The proceeds will be used principally for the planned Q3 2019 extended well test following the successful West Newton A-2 appraisal well and to provide additional working capital.

The Placing and Subscription

The Company has raised £2.25 million before expenses by way of a placing and subscription of 1,323,529,411 New Ordinary Shares of 0.025p each at a price of 0.17p per New Ordinary Share.  The Fundraising comprises a Placing of 1,199,411,764 New Ordinary Shares and a Subscription of 124,117,647 New Ordinary Shares.  SP Angel Corporate Finance LLP acted as sole broker on the Placing.

Details of the Director Subscriptions

Joseph O’Farrell and Raymond Godson have subscribed for a total of 35,294,117 New Ordinary Shares at a price of 0.17p per share (“Director Subscriptions”).  Details of the Director Subscriptions are outlined in the table below.

DirectorPositionNew Ordinary Shares being subscribedShareholding following Admission% holding following Admission
Joseph O’FarrellExecutive Director29,411,764242,399,4732.00%
Raymond GodsonNon-Executive Director5,882,35348,411,7640.40%

Application for Admission

Completion of the Fundraising is conditional, inter alia, upon admission of the New Ordinary Shares to trading on AIM (“Admission”).

Application has been made to the London Stock Exchange for the New Ordinary Shares to be admitted to trading on AIM and it is expected that Admission will take place and that trading will commence on or around 8:00 a.m. on 3 July 2019.  The New Ordinary Shares will rank pari passuin all respects with the existing ordinary shares.

Total Voting Rights

Following Admission, the Company’s share capital and total voting rights will comprise 12,107,572,999 Ordinary Shares.  The Company does not hold any shares in treasury.  Consequently, 12,107,572,999 is the figure which may be used by shareholders as the denominator for the calculation by which they will determine if they are required to notify their interest in, or a change to their interest in, the Company under the FCA’s Disclosure and Transparency Rules.

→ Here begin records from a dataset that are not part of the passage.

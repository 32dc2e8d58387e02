pub mod types;

// Re-export commonly used types
pub use types::Sequence;
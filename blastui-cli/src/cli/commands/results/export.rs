use super::SelectionArgs;
use crate::cli::commands::load_config;
use crate::cli::output::*;
use blastui_core::BlastUiError;
use blastui_results::{
    export_results, format_alignments, write_coverage_chart, ChartOptions, Column, ExportFormat,
    ExportOptions, ResultSet, SequenceSource,
};
use clap::Args;
use std::path::{Path, PathBuf};

#[derive(Args)]
pub struct FilterArgs {
    #[command(flatten)]
    pub selection: SelectionArgs,

    /// Where to save the matching hits (format from the extension)
    #[arg(short, long)]
    pub output: PathBuf,
}

#[derive(Args)]
pub struct ExportArgs {
    #[command(flatten)]
    pub selection: SelectionArgs,

    /// Destination file
    #[arg(short, long)]
    pub output: PathBuf,

    /// Output format (from the extension, then `[export] default_format`)
    #[arg(short, long)]
    pub format: Option<ExportFormat>,

    /// Table columns, comma separated
    #[arg(short, long, value_delimiter = ',')]
    pub columns: Vec<Column>,

    /// Sequence written to FASTA: the aligned subject or query
    #[arg(long, default_value = "subject")]
    pub source: SequenceSource,

    /// Residues per line in FASTA and alignment text
    #[arg(long)]
    pub line_width: Option<usize>,
}

#[derive(Args)]
pub struct ChartArgs {
    #[command(flatten)]
    pub selection: SelectionArgs,

    /// SVG file to write
    #[arg(short, long)]
    pub output: PathBuf,

    #[arg(long, default_value = "1000")]
    pub width: u32,

    /// Hits drawn per query
    #[arg(long, default_value = "40")]
    pub max_hits: usize,
}

#[derive(Args)]
pub struct AlignmentsArgs {
    #[command(flatten)]
    pub selection: SelectionArgs,

    /// Residues per line
    #[arg(long)]
    pub width: Option<usize>,

    /// Write to a file instead of stdout
    #[arg(short, long)]
    pub output: Option<PathBuf>,
}

/// Save under the format implied by the extension, JSON when there is none
pub fn save(results: &ResultSet, path: &Path) -> anyhow::Result<()> {
    let format = ExportFormat::from_path(path).unwrap_or(ExportFormat::Json);
    export_results(results, path, format, &ExportOptions::default())?;
    Ok(())
}

pub fn run_filter(args: FilterArgs) -> anyhow::Result<()> {
    let results = args.selection.load()?;
    save(&results, &args.output)?;
    success(&format!(
        "Saved {} matching hits to {}",
        results.len(),
        args.output.display()
    ));
    Ok(())
}

pub fn run_export(args: ExportArgs) -> anyhow::Result<()> {
    let _span = tracing::info_span!("export").entered();

    let config = load_config()?;
    let format = match args.format {
        Some(format) => format,
        None => match ExportFormat::from_path(&args.output) {
            Some(format) => format,
            None => config
                .export
                .default_format
                .parse::<ExportFormat>()
                .map_err(BlastUiError::from)?,
        },
    };
    let results = args.selection.load()?;

    let mut options = ExportOptions {
        line_width: args.line_width.unwrap_or(config.export.fasta_line_width),
        sequence_source: args.source,
        ..ExportOptions::default()
    };
    if !args.columns.is_empty() {
        options.columns = args.columns;
    }

    export_results(&results, &args.output, format, &options)?;
    success(&format!(
        "Exported {} hits as {} to {}",
        results.len(),
        format,
        args.output.display()
    ));
    Ok(())
}

pub fn run_chart(args: ChartArgs) -> anyhow::Result<()> {
    let results = args.selection.load()?;
    let options = ChartOptions {
        width: args.width,
        max_hits_per_query: args.max_hits,
        ..ChartOptions::default()
    };
    write_coverage_chart(&results, &args.output, &options)?;
    success(&format!("Wrote chart to {}", args.output.display()));
    Ok(())
}

pub fn run_alignments(args: AlignmentsArgs) -> anyhow::Result<()> {
    let config = load_config()?;
    let width = args.width.unwrap_or(config.export.fasta_line_width);
    let results = args.selection.load()?;

    match &args.output {
        Some(path) => {
            let options = ExportOptions {
                line_width: width,
                ..ExportOptions::default()
            };
            export_results(&results, path, ExportFormat::Text, &options)?;
            success(&format!(
                "Wrote {} alignments to {}",
                results.len(),
                path.display()
            ));
        }
        None if results.is_empty() => empty("No hits selected"),
        None => print!(
            "{}",
            format_alignments(&results, width).map_err(BlastUiError::from)?
        ),
    }
    Ok(())
}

Related Party Transactions

As Joseph O’Farrell and Raymond Godson are related parties to the Company, the Director Subscriptions, are deemed related party transactions for the purposes of Rule 13 the AIM Rules (“Related Party Transactions”).

David Bramhill and Graham Bull, being the independent Directors for the purposes of the Related Party Transactions consider, having consulted with the Company’s nominated adviser, SP Angel Corporate Finance LLP, that the terms and conditions of the Director Subscriptions are fair and reasonable insofar as all shareholders of the Company are concerned.

Competent Person’s Statement

In accordance with the “AIM Rules – Note for Mining and Oil and Gas Companies”, the information contained within the announcement has been reviewed and signed off by Graham Bull, Non-Executive Director, who has over 46 years of international oil and gas industry exploration experience.